Comparé au t-PA libre, le complexe
t-PA/PAI-1 est éliminé au moins dix fois plus rapidement par le
récepteur LRP.
La glycoprotéine 330 et le récepteur de 130 kDa des lipoprotéines de
très faible densité (VLDL) sont aussi capables d’éliminer le t-PA libre
ou complexé au PAI-1.
L’inhibition des récepteurs du mannose et
de LRP diminue la clairance du t-PA de 10 fois environ.

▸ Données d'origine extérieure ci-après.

use crate::domain::model::{CalculationRecord, Identity, Reading};
use crate::domain::ports::CalculationRecorder;
use crate::utils::error::Result;
use async_trait::async_trait;
use chrono::Utc;
use std::collections::{HashMap, VecDeque};
use std::sync::atomic::{AtomicU64, Ordering};
use tokio::sync::RwLock;

pub const DEFAULT_MAX_RECORDS_PER_CALLER: usize = 100;

/// 行程內的計算歷史，依呼叫者分開保存，超過上限時丟棄最舊的紀錄
#[derive(Debug)]
pub struct InMemoryHistory {
    records: RwLock<HashMap<String, VecDeque<CalculationRecord>>>,
    next_id: AtomicU64,
    max_records_per_caller: usize,
}

impl InMemoryHistory {
    pub fn new(max_records_per_caller: usize) -> Self {
        Self {
            records: RwLock::new(HashMap::new()),
            next_id: AtomicU64::new(1),
            max_records_per_caller,
        }
    }
}

impl Default for InMemoryHistory {
    fn default() -> Self {
        Self::new(DEFAULT_MAX_RECORDS_PER_CALLER)
    }
}

#[async_trait]
impl CalculationRecorder for InMemoryHistory {
    async fn record_calculation(&self, identity: &Identity, reading: &Reading) -> Result<()> {
        let record = CalculationRecord {
            id: self.next_id.fetch_add(1, Ordering::Relaxed),
            subject: identity.subject.clone(),
            domain: reading.domain,
            input: reading.input.clone(),
            destiny_number: reading.destiny_number,
            interpretation: reading.interpretation.to_string(),
            created_at: Utc::now(),
        };

        let mut records = self.records.write().await;
        let entries = records.entry(identity.subject.clone()).or_default();
        entries.push_back(record);
        while entries.len() > self.max_records_per_caller {
            entries.pop_front();
        }

        tracing::debug!(
            subject = %identity.subject,
            stored = entries.len(),
            "Recorded calculation"
        );
        Ok(())
    }

    async fn history(&self, identity: &Identity) -> Result<Vec<CalculationRecord>> {
        let records = self.records.read().await;
        Ok(records
            .get(&identity.subject)
            .map(|entries| entries.iter().rev().cloned().collect())
            .unwrap_or_default())
    }
}

/// 停用歷史紀錄時使用
#[derive(Debug, Clone, Copy, Default)]
pub struct NoopRecorder;

#[async_trait]
impl CalculationRecorder for NoopRecorder {
    async fn record_calculation(&self, _identity: &Identity, _reading: &Reading) -> Result<()> {
        Ok(())
    }

    async fn history(&self, _identity: &Identity) -> Result<Vec<CalculationRecord>> {
        Ok(Vec::new())
    }
}

#[cfg(test)]
mod tests {
    use super::*;
    use crate::core::engine::NumerologyEngine;

    #[tokio::test]
    async fn test_history_is_per_caller_and_newest_first() {
        let history = InMemoryHistory::default();
        let engine = NumerologyEngine::new();
        let alice = Identity::new("alice");
        let bob = Identity::new("bob");

        history
            .record_calculation(&alice, &engine.compute_name("Alice"))
            .await
            .unwrap();
        history
            .record_calculation(&alice, &engine.compute_mobile("9876543210"))
            .await
            .unwrap();
        history
            .record_calculation(&bob, &engine.compute_vehicle("KA01AB1234"))
            .await
            .unwrap();

        let records = history.history(&alice).await.unwrap();
        assert_eq!(records.len(), 2);
        assert_eq!(records[0].input, "9876543210");
        assert_eq!(records[1].input, "Alice");
        assert!(records[0].id > records[1].id);

        assert_eq!(history.history(&bob).await.unwrap().len(), 1);
        assert!(history
            .history(&Identity::new("carol"))
            .await
            .unwrap()
            .is_empty());
    }

    #[test]
    fn test_history_drops_oldest_beyond_limit() {
        tokio_test::block_on(async {
            let history = InMemoryHistory::new(2);
            let engine = NumerologyEngine::new();
            let caller = Identity::new("42");

            for name in ["One", "Two", "Three"] {
                history
                    .record_calculation(&caller, &engine.compute_name(name))
                    .await
                    .unwrap();
            }

            let inputs: Vec<String> = history
                .history(&caller)
                .await
                .unwrap()
                .into_iter()
                .map(|r| r.input)
                .collect();
            assert_eq!(inputs, vec!["Three".to_string(), "Two".to_string()]);
        });
    }

    #[tokio::test]
    async fn test_noop_recorder_keeps_nothing() {
        let recorder = NoopRecorder;
        let caller = Identity::new("42");
        recorder
            .record_calculation(&caller, &NumerologyEngine::new().compute_name("A"))
            .await
            .unwrap();
        assert!(recorder.history(&caller).await.unwrap().is_empty());
    }
}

3- Activation du plasminogène facteur XII-dépendante :
interaction de la phase contact de la coagulation
avec la fibrinolyse
L’activité fibrinolytique d’un plasma déficient en facteur XII, en
prékallikréine (PK) et en kininogène de haut poids moléculaire
(KHPM) est faible.
Inversement, l’addition de sulfate de Dextran ou
de kaolin au plasma normal entraîne un raccourcissement du temps
de lyse des euglobulines isolées à partir de ce plasma.
Au cours
d’une lésion endothéliale, il est probable que la phase contact
s’active localement par l’interaction du facteur XII avec le sousendothélium,
générant du facteur XII activé (XIIa) qui est capable
d’activer directement le plasminogène et la kallikréine qui peut
convertir le scu-PA en tcu-PA.
La kallikréine et les facteurs XIa, XIIa
et le fragment b du facteur XIIa sont à l’origine de l’activité
fibrinolytique facteur XII-dépendante.
Le système est autocatalytique puisque la plasmine, comme la
kallikréine, permet la transformation du facteur XII inactif en facteur
XII activé.
4- Activation de la fibrinolyse d’origine leucocytaire
:
Il existe également une activité fibrinolytique dans les éléments
figurés du sang comme les leucocytes.
Ces protéases conduisent à
des produits de dégradation du fibrinogène différents de ceux
produits par la plasmine.
Les principales enzymes leucocytaires
douées de cette activité fibrinolytique sont l’élastase et la cathepsine
G, d’un poids moléculaire respectif de 28 et 30 kDa.